(Beginning of PROVIDED MATERIAL)
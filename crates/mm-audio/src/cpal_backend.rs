//! CPAL-based audio sink.
//!
//! Rendered frames cross to the device callback through a ring buffer
//! sized for roughly 100 ms; the buffer is the rotation that decouples
//! block fill from device drain.

use cpal::traits::{DeviceTrait, HostTrait, StreamTrait};
use cpal::{Device, Stream, StreamConfig};
use mm_ir::Frame;
use ringbuf::traits::{Consumer, Producer, Split};
use ringbuf::{HeapCons, HeapProd, HeapRb};
use std::sync::atomic::{AtomicBool, Ordering};
use std::sync::Arc;

use crate::traits::{AudioError, AudioOutput};

/// Default output device as the unit's sink.
pub struct CpalOutput {
    device: Device,
    config: StreamConfig,
    stream: Option<Stream>,
    producer: HeapProd<Frame>,
    running: Arc<AtomicBool>,
}

impl CpalOutput {
    /// Open the default device; the consumer half goes to `build_stream`.
    pub fn new() -> Result<(Self, HeapCons<Frame>), AudioError> {
        let host = cpal::default_host();
        let device = host.default_output_device().ok_or(AudioError::NoDevice)?;
        let config = device
            .default_output_config()
            .map_err(|e| AudioError::DeviceInit(e.to_string()))?;

        let mut config: StreamConfig = config.into();
        // The callback writes stereo pairs.
        config.channels = 2;

        let capacity = (config.sample_rate.0 as usize / 10) * 2;
        let (producer, consumer) = HeapRb::<Frame>::new(capacity).split();

        let output = Self {
            device,
            config,
            stream: None,
            producer,
            running: Arc::new(AtomicBool::new(false)),
        };
        Ok((output, consumer))
    }

    /// Build and start the device stream draining `consumer`.
    pub fn build_stream(&mut self, mut consumer: HeapCons<Frame>) -> Result<(), AudioError> {
        let running = self.running.clone();
        let channels = self.config.channels as usize;

        let stream = self
            .device
            .build_output_stream(
                &self.config,
                move |data: &mut [f32], _: &cpal::OutputCallbackInfo| {
                    if !running.load(Ordering::Relaxed) {
                        data.fill(0.0);
                        return;
                    }
                    for chunk in data.chunks_mut(channels) {
                        match consumer.try_pop() {
                            Some(frame) => {
                                let left = frame.left as f32 / 32768.0;
                                let right = frame.right as f32 / 32768.0;
                                for (i, sample) in chunk.iter_mut().enumerate() {
                                    *sample = match i {
                                        0 => left,
                                        1 => right,
                                        _ => 0.0,
                                    };
                                }
                            }
                            // Underrun: the unit fell behind, play silence.
                            None => chunk.fill(0.0),
                        }
                    }
                },
                |err| eprintln!("audio stream error: {}", err),
                None,
            )
            .map_err(|e| AudioError::StreamCreate(e.to_string()))?;

        stream
            .play()
            .map_err(|e| AudioError::Playback(e.to_string()))?;
        self.stream = Some(stream);
        Ok(())
    }
}

impl AudioOutput for CpalOutput {
    fn sample_rate(&self) -> u32 {
        self.config.sample_rate.0
    }

    fn write_block(&mut self, frames: &[Frame]) {
        for frame in frames {
            while self.producer.try_push(*frame).is_err() {
                std::hint::spin_loop();
            }
        }
    }

    fn start(&mut self) -> Result<(), AudioError> {
        self.running.store(true, Ordering::Relaxed);
        if let Some(ref stream) = self.stream {
            stream
                .play()
                .map_err(|e| AudioError::Playback(e.to_string()))?;
        }
        Ok(())
    }

    fn stop(&mut self) -> Result<(), AudioError> {
        self.running.store(false, Ordering::Relaxed);
        if let Some(ref stream) = self.stream {
            stream
                .pause()
                .map_err(|e| AudioError::Playback(e.to_string()))?;
        }
        Ok(())
    }
}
(End of PROVIDED MATERIAL)
TASK PROMPT: Using the records above, write out exactly the lines between the one holding "config.channels = 2;" and the one holding "for (i, sample)", inclusive; leave everything else out.

RESPONSE TO THIS EXERCISE:
        config.channels = 2;

        let capacity = (config.sample_rate.0 as usize / 10) * 2;
        let (producer, consumer) = HeapRb::<Frame>::new(capacity).split();

        let output = Self {
            device,
            config,
            stream: None,
            producer,
            running: Arc::new(AtomicBool::new(false)),
        };
        Ok((output, consumer))
    }

    /// Build and start the device stream draining `consumer`.
    pub fn build_stream(&mut self, mut consumer: HeapCons<Frame>) -> Result<(), AudioError> {
        let running = self.running.clone();
        let channels = self.config.channels as usize;

        let stream = self
            .device
            .build_output_stream(
                &self.config,
                move |data: &mut [f32], _: &cpal::OutputCallbackInfo| {
                    if !running.load(Ordering::Relaxed) {
                        data.fill(0.0);
                        return;
                    }
                    for chunk in data.chunks_mut(channels) {
                        match consumer.try_pop() {
                            Some(frame) => {
                                let left = frame.left as f32 / 32768.0;
                                let right = frame.right as f32 / 32768.0;
                                for (i, sample) in chunk.iter_mut().enumerate() {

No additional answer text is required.